Toni Iommi (Black Sabbath) - Lost the tips of two fingers in a sheet metal factory accident. Continued to play (quite well) with prosthetic finger tips.

Rick Allen (Def Leppard) - Lost his arm in a car wreck. He continued to play with a special drum kit.

Dave Mustaine (Megadeth) - Suffered severe nerve damage to his arm from having it draped awkwardly over the backrest of a chair while he was passed out. This left him without the use of his arm for an extended period. He fully recovered after intensive therapy.

Mike Patton (Faith No More) - Accidentally severed nerves and tendons in his right hand with a broken bottle while on stage. His hand is permanently numb, but he can now move his fingers (doctors told him the opposite would happen, but Mike is weird like that).

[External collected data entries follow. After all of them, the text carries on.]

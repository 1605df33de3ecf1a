//! Outbound peer calls.
//!
//! Every request carries the same per-call timeout; that timeout is the only
//! cancellation mechanism. Only announces are retried.

use super::protocol::{
    AnnounceRequest, AnnounceResponse, ENDPOINT_ANNOUNCE, ENDPOINT_HEARTBEAT, KnownNodesPush,
    LIVENESS_MARKER, peer_url,
};
use super::types::PeerId;
use crate::search::types::{ENDPOINT_LOCAL_SEARCH, LocalSearchRequest, SearchResult};

use anyhow::Result;
use reqwest::StatusCode;
use std::time::Duration;

pub const ANNOUNCE_ATTEMPTS: usize = 3;

#[derive(Clone)]
pub struct PeerClient {
    http_client: reqwest::Client,
    timeout: Duration,
    /// Delay before the second announce attempt; doubled before each later one.
    backoff: Duration,
}

impl PeerClient {
    pub fn new(timeout: Duration, backoff: Duration) -> Self {
        Self {
            http_client: reqwest::Client::new(),
            timeout,
            backoff,
        }
    }

    pub fn timeout(&self) -> Duration {
        self.timeout
    }

    /// Announces to `peer`, retrying with exponential backoff.
    pub async fn announce(&self, peer: &str, req: &AnnounceRequest) -> Result<AnnounceResponse> {
        let url = peer_url(peer, ENDPOINT_ANNOUNCE);
        let mut delay = self.backoff;

        for attempt in 1..=ANNOUNCE_ATTEMPTS {
            match self.try_announce(&url, req).await {
                Ok(resp) => return Ok(resp),
                Err(e) => {
                    tracing::warn!(
                        "Announce to {} failed (attempt {}/{}): {}",
                        peer,
                        attempt,
                        ANNOUNCE_ATTEMPTS,
                        e
                    );
                    if attempt == ANNOUNCE_ATTEMPTS {
                        return Err(e);
                    }
                    tokio::time::sleep(delay).await;
                    delay *= 2;
                }
            }
        }

        Err(anyhow::anyhow!("Retry attempts exhausted"))
    }

    async fn try_announce(&self, url: &str, req: &AnnounceRequest) -> Result<AnnounceResponse> {
        let resp = self
            .http_client
            .post(url)
            .json(req)
            .timeout(self.timeout)
            .send()
            .await?
            .error_for_status()?;

        Ok(resp.json::<AnnounceResponse>().await?)
    }

    /// True when `peer` answers 200 with the liveness marker in its body.
    pub async fn heartbeat(&self, peer: &str) -> bool {
        let url = peer_url(peer, ENDPOINT_HEARTBEAT);
        let resp = match self.http_client.get(&url).timeout(self.timeout).send().await {
            Ok(resp) => resp,
            Err(e) => {
                tracing::debug!("Heartbeat to {} failed: {}", peer, e);
                return false;
            }
        };

        if resp.status() != StatusCode::OK {
            tracing::debug!("Heartbeat to {} returned {}", peer, resp.status());
            return false;
        }

        match resp.text().await {
            Ok(body) => body.contains(LIVENESS_MARKER),
            Err(e) => {
                tracing::debug!("Heartbeat body from {} unreadable: {}", peer, e);
                false
            }
        }
    }

    /// True when `url` answers 200. Used to tell "peer down" from "we are offline".
    pub async fn check_connectivity(&self, url: &str) -> bool {
        match self.http_client.get(url).timeout(self.timeout).send().await {
            Ok(resp) => resp.status() == StatusCode::OK,
            Err(e) => {
                tracing::debug!("Connectivity probe to {} failed: {}", url, e);
                false
            }
        }
    }

    pub async fn local_search(
        &self,
        peer: &str,
        req: &LocalSearchRequest,
    ) -> Result<Vec<SearchResult>> {
        let resp = self
            .http_client
            .post(peer_url(peer, ENDPOINT_LOCAL_SEARCH))
            .json(req)
            .timeout(self.timeout)
            .send()
            .await?
            .error_for_status()?;

        Ok(resp.json::<Vec<SearchResult>>().await?)
    }

    pub async fn push_known_nodes(&self, url: &str, push: &KnownNodesPush) -> Result<()> {
        self.http_client
            .post(url)
            .json(push)
            .timeout(self.timeout)
            .send()
            .await?
            .error_for_status()?;
        Ok(())
    }

    /// Fetches a JSON array of peer ids.
    pub async fn fetch_peer_list(&self, url: &str) -> Result<Vec<PeerId>> {
        let resp = self
            .http_client
            .get(url)
            .timeout(self.timeout)
            .send()
            .await?
            .error_for_status()?;

        Ok(resp.json::<Vec<PeerId>>().await?)
    }
}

James Hetfield (Metallica) - Missed his cue during an onstage performance and accidentally stepped into the range of a flame generator that severely burned his face, hand, and arm of one side of his body. A studio musician had to fill in for a month until he fully recovered, but he continued the tour in bandages doing lead vocals.

Neal Young - Severely sliced his fret hand index finger while making a ham sandwich, damaging a tendon. He had to cancel a tour, but fully recovered. No word on whether he ate the sandwich.

Pete Townshend (The Who) - While doing a "windmill" with his pick hand, Pete managed to impale said hand on the whammy bar. Ouch! Presumably, fully recovered.

Al Green - Poor Al has the dubious honor of having actually lived the "hot grits" myth. The legend is that boiling hot grits is the napalm of jilted lovers seeking revenge. Al suffered third degree burns on his arms and torso when an angry girlfriend poured a pot of hot grits on him while he was in the shower. He continued performing after a painful healing process, but switched to gospel (and preaching) for a few years.

I'm sure there are others!


Sure enough, I missed Les Paul!

From Vince:

In 1948, Paul nearly lost his life to a devastating car crash that shattered his right arm and elbow. Still, he convinced doctors to set his broken arm in the guitar-picking and cradling position.